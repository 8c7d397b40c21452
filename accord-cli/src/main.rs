//! ACCORD CLI - command-line interface
//!
//! Commands:
//! - tournament: run a tournament from a descriptor file
//! - session: run one multi-thread negotiation session

use std::path::PathBuf;
use std::time::Duration;

use anyhow::Context;
use clap::{Parser, Subcommand};
use indicatif::ProgressBar;
use rand::SeedableRng;
use rand_chacha::ChaCha8Rng;

use accord_core::{Registry, ScenarioSpec};
use accord_tournament::{
    assign_scenario, run_assigned, Competitor, Parallelism, RunParams, TournamentOptions,
    TournamentSpec,
};

#[derive(Parser)]
#[command(name = "accord")]
#[command(about = "Multi-thread negotiation tournament runner")]
struct Cli {
    #[command(subcommand)]
    command: Commands,
}

#[derive(Subcommand)]
enum Commands {
    /// Run a tournament from a descriptor file
    Tournament {
        /// Tournament descriptor (YAML)
        descriptor: PathBuf,
        #[arg(long, default_value_t = 1)]
        repetitions: usize,
        /// Worker pool: "serial", "all", a count, or a core fraction
        #[arg(long, default_value = "all")]
        jobs: Parallelism,
        #[arg(long, default_value_t = 42)]
        seed: u64,
        /// Directory for per-session traces and results
        #[arg(long)]
        output: Option<PathBuf>,
        /// Schedule everything but execute no negotiation
        #[arg(long)]
        dry: bool,
        /// Write all score records to this JSON file
        #[arg(long)]
        scores: Option<PathBuf>,
    },
    /// Run one session of a single scenario
    Session {
        /// Scenario descriptor (YAML)
        scenario: PathBuf,
        #[arg(long, default_value = "boulware")]
        center: String,
        /// Edge strategy pool, sampled per thread
        #[arg(long, value_delimiter = ',', default_value = "boulware,random")]
        edges: Vec<String>,
        #[arg(long, default_value_t = 100)]
        nsteps: usize,
        #[arg(long)]
        output: Option<PathBuf>,
        #[arg(long, default_value_t = 42)]
        seed: u64,
        #[arg(long)]
        dry: bool,
    },
}

fn main() -> anyhow::Result<()> {
    // Initialize logging
    tracing_subscriber::fmt::init();

    let cli = Cli::parse();

    match cli.command {
        Commands::Tournament {
            descriptor,
            repetitions,
            jobs,
            seed,
            output,
            dry,
            scores,
        } => run_tournament(descriptor, repetitions, jobs, seed, output, dry, scores),
        Commands::Session {
            scenario,
            center,
            edges,
            nsteps,
            output,
            seed,
            dry,
        } => run_session(scenario, center, edges, nsteps, output, seed, dry),
    }
}

#[allow(clippy::too_many_arguments)]
fn run_tournament(
    descriptor: PathBuf,
    repetitions: usize,
    jobs: Parallelism,
    seed: u64,
    output: Option<PathBuf>,
    dry: bool,
    scores: Option<PathBuf>,
) -> anyhow::Result<()> {
    let spec = TournamentSpec::load(&descriptor)?;
    let tournament = spec.build()?;
    let registry = Registry::with_builtins();

    let mut opts = TournamentOptions::repetitions(repetitions)
        .with_seed(seed)
        .with_parallelism(jobs);
    if let Some(output) = output {
        opts = opts.with_output(output);
    }
    if dry {
        opts = opts.dry();
    }

    let spinner = ProgressBar::new_spinner();
    spinner.set_message("running negotiations");
    spinner.enable_steady_tick(Duration::from_millis(120));
    let results = tournament.run(&registry, &opts)?;
    spinner.finish_and_clear();

    println!("{} sessions completed", results.session_results.len());
    println!();
    println!("Final scores:");
    for (rank, (identity, score)) in results.ranked().iter().enumerate() {
        println!("{:>3}. {:<24} {:>10.3}", rank + 1, identity, score);
    }

    if let Some(path) = scores {
        std::fs::write(&path, serde_json::to_string_pretty(&results.scores)?)
            .with_context(|| format!("writing scores to {}", path.display()))?;
        println!();
        println!("Score records written to {}", path.display());
    }
    Ok(())
}

fn run_session(
    scenario: PathBuf,
    center: String,
    edges: Vec<String>,
    nsteps: usize,
    output: Option<PathBuf>,
    seed: u64,
    dry: bool,
) -> anyhow::Result<()> {
    let text = std::fs::read_to_string(&scenario)
        .with_context(|| format!("reading scenario {}", scenario.display()))?;
    let spec: ScenarioSpec = serde_yaml::from_str(&text)
        .with_context(|| format!("malformed scenario {}", scenario.display()))?;
    let built = spec.build()?;

    let registry = Registry::with_builtins();
    let edge_types: Vec<Competitor> = edges
        .iter()
        .map(|name| Competitor::new(name.as_str()))
        .collect();
    let mut rng = ChaCha8Rng::seed_from_u64(seed);
    let assigned = assign_scenario(
        &built,
        &registry,
        RunParams::new(nsteps),
        &Competitor::new(center),
        &edge_types,
        true,
        &mut rng,
    )?;
    let result = run_assigned(assigned, "session", output.as_deref(), dry, seed)?;

    for (i, agreement) in result.agreements.iter().enumerate() {
        match agreement {
            Some(outcome) => println!("thread {i}: agreement ({})", format_outcome(outcome)),
            None => println!("thread {i}: no agreement"),
        }
    }
    println!("center utility: {:.3}", result.center_utility);
    for (i, utility) in result.edge_utilities.iter().enumerate() {
        println!("edge {i} utility: {utility:.3}");
    }
    Ok(())
}

fn format_outcome(outcome: &accord_core::Outcome) -> String {
    outcome
        .iter()
        .map(ToString::to_string)
        .collect::<Vec<_>>()
        .join(", ")
}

.....

> Instructions for the task
Please return the data above in full, without altering a single line.

> Answer to the problem
repository 8c7d397b40c21452
filename accord-cli/src/main.rs
//! ACCORD CLI - command-line interface
//!
//! Commands:
//! - tournament: run a tournament from a descriptor file
//! - session: run one multi-thread negotiation session

use std::path::PathBuf;
use std::time::Duration;

use anyhow::Context;
use clap::{Parser, Subcommand};
use indicatif::ProgressBar;
use rand::SeedableRng;
use rand_chacha::ChaCha8Rng;

use accord_core::{Registry, ScenarioSpec};
use accord_tournament::{
    assign_scenario, run_assigned, Competitor, Parallelism, RunParams, TournamentOptions,
    TournamentSpec,
};

#[derive(Parser)]
#[command(name = "accord")]
#[command(about = "Multi-thread negotiation tournament runner")]
struct Cli {
    #[command(subcommand)]
    command: Commands,
}

#[derive(Subcommand)]
enum Commands {
    /// Run a tournament from a descriptor file
    Tournament {
        /// Tournament descriptor (YAML)
        descriptor: PathBuf,
        #[arg(long, default_value_t = 1)]
        repetitions: usize,
        /// Worker pool: "serial", "all", a count, or a core fraction
        #[arg(long, default_value = "all")]
        jobs: Parallelism,
        #[arg(long, default_value_t = 42)]
        seed: u64,
        /// Directory for per-session traces and results
        #[arg(long)]
        output: Option<PathBuf>,
        /// Schedule everything but execute no negotiation
        #[arg(long)]
        dry: bool,
        /// Write all score records to this JSON file
        #[arg(long)]
        scores: Option<PathBuf>,
    },
    /// Run one session of a single scenario
    Session {
        /// Scenario descriptor (YAML)
        scenario: PathBuf,
        #[arg(long, default_value = "boulware")]
        center: String,
        /// Edge strategy pool, sampled per thread
        #[arg(long, value_delimiter = ',', default_value = "boulware,random")]
        edges: Vec<String>,
        #[arg(long, default_value_t = 100)]
        nsteps: usize,
        #[arg(long)]
        output: Option<PathBuf>,
        #[arg(long, default_value_t = 42)]
        seed: u64,
        #[arg(long)]
        dry: bool,
    },
}

fn main() -> anyhow::Result<()> {
    // Initialize logging
    tracing_subscriber::fmt::init();

    let cli = Cli::parse();

    match cli.command {
        Commands::Tournament {
            descriptor,
            repetitions,
            jobs,
            seed,
            output,
            dry,
            scores,
        } => run_tournament(descriptor, repetitions, jobs, seed, output, dry, scores),
        Commands::Session {
            scenario,
            center,
            edges,
            nsteps,
            output,
            seed,
            dry,
        } => run_session(scenario, center, edges, nsteps, output, seed, dry),
    }
}

#[allow(clippy::too_many_arguments)]
fn run_tournament(
    descriptor: PathBuf,
    repetitions: usize,
    jobs: Parallelism,
    seed: u64,
    output: Option<PathBuf>,
    dry: bool,
    scores: Option<PathBuf>,
) -> anyhow::Result<()> {
    let spec = TournamentSpec::load(&descriptor)?;
    let tournament = spec.build()?;
    let registry = Registry::with_builtins();

    let mut opts = TournamentOptions::repetitions(repetitions)
        .with_seed(seed)
        .with_parallelism(jobs);
    if let Some(output) = output {
        opts = opts.with_output(output);
    }
    if dry {
        opts = opts.dry();
    }

    let spinner = ProgressBar::new_spinner();
    spinner.set_message("running negotiations");
    spinner.enable_steady_tick(Duration::from_millis(120));
    let results = tournament.run(&registry, &opts)?;
    spinner.finish_and_clear();

    println!("{} sessions completed", results.session_results.len());
    println!();
    println!("Final scores:");
    for (rank, (identity, score)) in results.ranked().iter().enumerate() {
        println!("{:>3}. {:<24} {:>10.3}", rank + 1, identity, score);
    }

    if let Some(path) = scores {
        std::fs::write(&path, serde_json::to_string_pretty(&results.scores)?)
            .with_context(|| format!("writing scores to {}", path.display()))?;
        println!();
        println!("Score records written to {}", path.display());
    }
    Ok(())
}

fn run_session(
    scenario: PathBuf,
    center: String,
    edges: Vec<String>,
    nsteps: usize,
    output: Option<PathBuf>,
    seed: u64,
    dry: bool,
) -> anyhow::Result<()> {
    let text = std::fs::read_to_string(&scenario)
        .with_context(|| format!("reading scenario {}", scenario.display()))?;
    let spec: ScenarioSpec = serde_yaml::from_str(&text)
        .with_context(|| format!("malformed scenario {}", scenario.display()))?;
    let built = spec.build()?;

    let registry = Registry::with_builtins();
    let edge_types: Vec<Competitor> = edges
        .iter()
        .map(|name| Competitor::new(name.as_str()))
        .collect();
    let mut rng = ChaCha8Rng::seed_from_u64(seed);
    let assigned = assign_scenario(
        &built,
        &registry,
        RunParams::new(nsteps),
        &Competitor::new(center),
        &edge_types,
        true,
        &mut rng,
    )?;
    let result = run_assigned(assigned, "session", output.as_deref(), dry, seed)?;

    for (i, agreement) in result.agreements.iter().enumerate() {
        match agreement {
            Some(outcome) => println!("thread {i}: agreement ({})", format_outcome(outcome)),
            None => println!("thread {i}: no agreement"),
        }
    }
    println!("center utility: {:.3}", result.center_utility);
    for (i, utility) in result.edge_utilities.iter().enumerate() {
        println!("edge {i} utility: {utility:.3}");
    }
    Ok(())
}

fn format_outcome(outcome: &accord_core::Outcome) -> String {
    outcome
        .iter()
        .map(ToString::to_string)
        .collect::<Vec<_>>()
        .join(", ")
}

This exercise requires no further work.